Tunisia Trade Agreements

Although the AMU is primarily a political organization, it allows duty-free trade between members in nominal terms, but some barriers to trade remain. In March 2019, the Tunisian Parliament ratified the country`s official accession to the Common Market for Eastern and Southern Africa (COMESA), a 20-nation common free trade area stretching from Libya to Swaziland. In addition, Tunisia aspires to become a member of the Economic Community of West African States (ECOWAS) and is a signatory to the African Continental Free Trade Area (AfCFTA). The agreement covers trade in all fish and other seafood [Article 4, paragraph 1, paragraph (c) and Appendix III]. EFTA states grant duty-free access to imports of all Tunisian fisheries products. With regard to EFTA exports to Tunisia, the agreement provides for the reduction of tariffs within the quotas from the time the agreement enters into force. A further reduction in tariffs on these products must be reviewed by the contracting parties, but the total abolition of tariffs on all fish and other seafood is planned for a period of 18 years at the latest after the agreement enters into force. The pan-Euro-Mediterranean cumulative system was introduced in 2005. It brings together the EU, Tunisia and other European and Mediterranean partners to support regional integration through the creation of a common system of rules of origin. Rules of origin are the technical criteria for determining whether a particular product is eligible for duty-free access or other preferential access under a specific trade agreement. The agreement between the economic operators of the contracting parties and the abuse of a dominant position by the contracting parties are incompatible with the agreement if they affect trade between the EFTA states and Tunisia. In this case, a party may provide for the joint committee and, in the absence of an agreement between the parties concerned, take appropriate action (Article 17).
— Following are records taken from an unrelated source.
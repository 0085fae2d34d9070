//! Field schemas: ordered, reusable compositions of custom fields.

use chrono::{DateTime, Utc};
use schemars::JsonSchema;
use serde::{Deserialize, Serialize};
use std::collections::HashSet;
use thiserror::Error;
use uuid::Uuid;

/// Maximum number of fields a schema may surface on list/grid cards.
pub const MAX_CARD_FIELDS: usize = 3;

/// A named, ordered set of fields attachable to a tag.
#[derive(Debug, Clone, Serialize, Deserialize, JsonSchema)]
pub struct FieldSchema {
    pub id: Uuid,
    pub list_id: Uuid,
    pub name: String,
    /// The workspace default schema applies to every video in the list
    pub is_workspace_default: bool,
    pub created_at: DateTime<Utc>,
}

/// Membership of a field in a schema.
#[derive(Debug, Clone, Copy, PartialEq, Eq, Serialize, Deserialize, JsonSchema)]
pub struct SchemaField {
    pub field_id: Uuid,
    /// Position within the schema; unique, gaps allowed
    pub display_order: i32,
    pub show_on_card: bool,
}

/// Schema write rejected because it would break a structural invariant.
///
/// `rule()` is the stable machine-readable rule identifier surfaced to
/// clients.
#[derive(Debug, Clone, PartialEq, Eq, Error)]
pub enum SchemaInvariantError {
    #[error("a schema may show at most {MAX_CARD_FIELDS} fields on cards")]
    TooManyCardFields,
    #[error("display_order values must be unique within a schema")]
    DuplicateDisplayOrder,
    #[error("a field may appear only once in a schema")]
    DuplicateField,
    #[error("display_order must be non-negative")]
    NegativeDisplayOrder,
    #[error("field {0} does not belong to the schema's list")]
    ForeignField(Uuid),
}

impl SchemaInvariantError {
    pub fn rule(&self) -> String {
        match self {
            SchemaInvariantError::TooManyCardFields => {
                format!("max_show_on_card={MAX_CARD_FIELDS}")
            }
            SchemaInvariantError::DuplicateDisplayOrder => "unique_display_order".to_string(),
            SchemaInvariantError::DuplicateField => "unique_field_id".to_string(),
            SchemaInvariantError::NegativeDisplayOrder => "non_negative_display_order".to_string(),
            SchemaInvariantError::ForeignField(_) => "field_belongs_to_list".to_string(),
        }
    }
}

/// Validate a full schema membership set.
///
/// Checks the card cap, order uniqueness, and field uniqueness. Whether each
/// field belongs to the schema's list is checked at the store layer, which
/// knows the list.
pub fn validate_schema_fields(fields: &[SchemaField]) -> Result<(), SchemaInvariantError> {
    let card_count = fields.iter().filter(|sf| sf.show_on_card).count();
    if card_count > MAX_CARD_FIELDS {
        return Err(SchemaInvariantError::TooManyCardFields);
    }

    let mut orders = HashSet::with_capacity(fields.len());
    let mut ids = HashSet::with_capacity(fields.len());
    for sf in fields {
        if sf.display_order < 0 {
            return Err(SchemaInvariantError::NegativeDisplayOrder);
        }
        if !orders.insert(sf.display_order) {
            return Err(SchemaInvariantError::DuplicateDisplayOrder);
        }
        if !ids.insert(sf.field_id) {
            return Err(SchemaInvariantError::DuplicateField);
        }
    }
    Ok(())
}

#[cfg(test)]
mod tests {
    use super::*;

    fn sf(order: i32, card: bool) -> SchemaField {
        SchemaField {
            field_id: Uuid::new_v4(),
            display_order: order,
            show_on_card: card,
        }
    }

    #[test]
    fn card_cap_enforced() {
        let fields = vec![sf(0, true), sf(1, true), sf(2, true), sf(3, true)];
        assert_eq!(
            validate_schema_fields(&fields),
            Err(SchemaInvariantError::TooManyCardFields)
        );
        assert_eq!(
            SchemaInvariantError::TooManyCardFields.rule(),
            "max_show_on_card=3"
        );
    }

    #[test]
    fn three_cards_allowed() {
        let fields = vec![sf(0, true), sf(1, true), sf(2, true), sf(3, false)];
        assert!(validate_schema_fields(&fields).is_ok());
    }

    #[test]
    fn duplicate_order_rejected() {
        let fields = vec![sf(0, false), sf(0, false)];
        assert_eq!(
            validate_schema_fields(&fields),
            Err(SchemaInvariantError::DuplicateDisplayOrder)
        );
    }

    #[test]
    fn duplicate_field_rejected() {
        let field_id = Uuid::new_v4();
        let fields = vec![
            SchemaField {
                field_id,
                display_order: 0,
                show_on_card: false,
            },
            SchemaField {
                field_id,
                display_order: 1,
                show_on_card: false,
            },
        ];
        assert_eq!(
            validate_schema_fields(&fields),
            Err(SchemaInvariantError::DuplicateField)
        );
    }

    #[test]
    fn gaps_in_order_allowed() {
        let fields = vec![sf(0, false), sf(10, false), sf(7, false)];
        assert!(validate_schema_fields(&fields).is_ok());
    }

    #[test]
    fn negative_order_rejected() {
        let fields = vec![sf(-1, false)];
        assert_eq!(
            validate_schema_fields(&fields),
            Err(SchemaInvariantError::NegativeDisplayOrder)
        );
    }
}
The parties are working to gradually liberalize and open their markets to trade in services, in accordance with the provisions of the General Agreement on Trade in Services (GATS). In addition, the EFTA states and Tunisia will begin consultations in the event of additional benefits being granted to a third party (Article 26). The agreement also contains provisions for the elimination of other trade and trade-related barriers, including competition rules, state monopolies and subsidies. In addition, the agreement contains provisions relating to intellectual property protection, investment, services, current payments and capital flows, public procurement, economic cooperation and institutional and procedural issues. The agreement establishes a joint committee to monitor its implementation and provide for a binding arbitration procedure. In 2004, Tunsia signed the Agadir Agreement with Jordan, Egypt and Morocco. This has forced all parties to remove all tariffs on trade between them and to harmonize their legislation on customs standards and procedures. The Agadir agreement came into force in July 2006 and is implemented by the Agadir technical unit in Amman.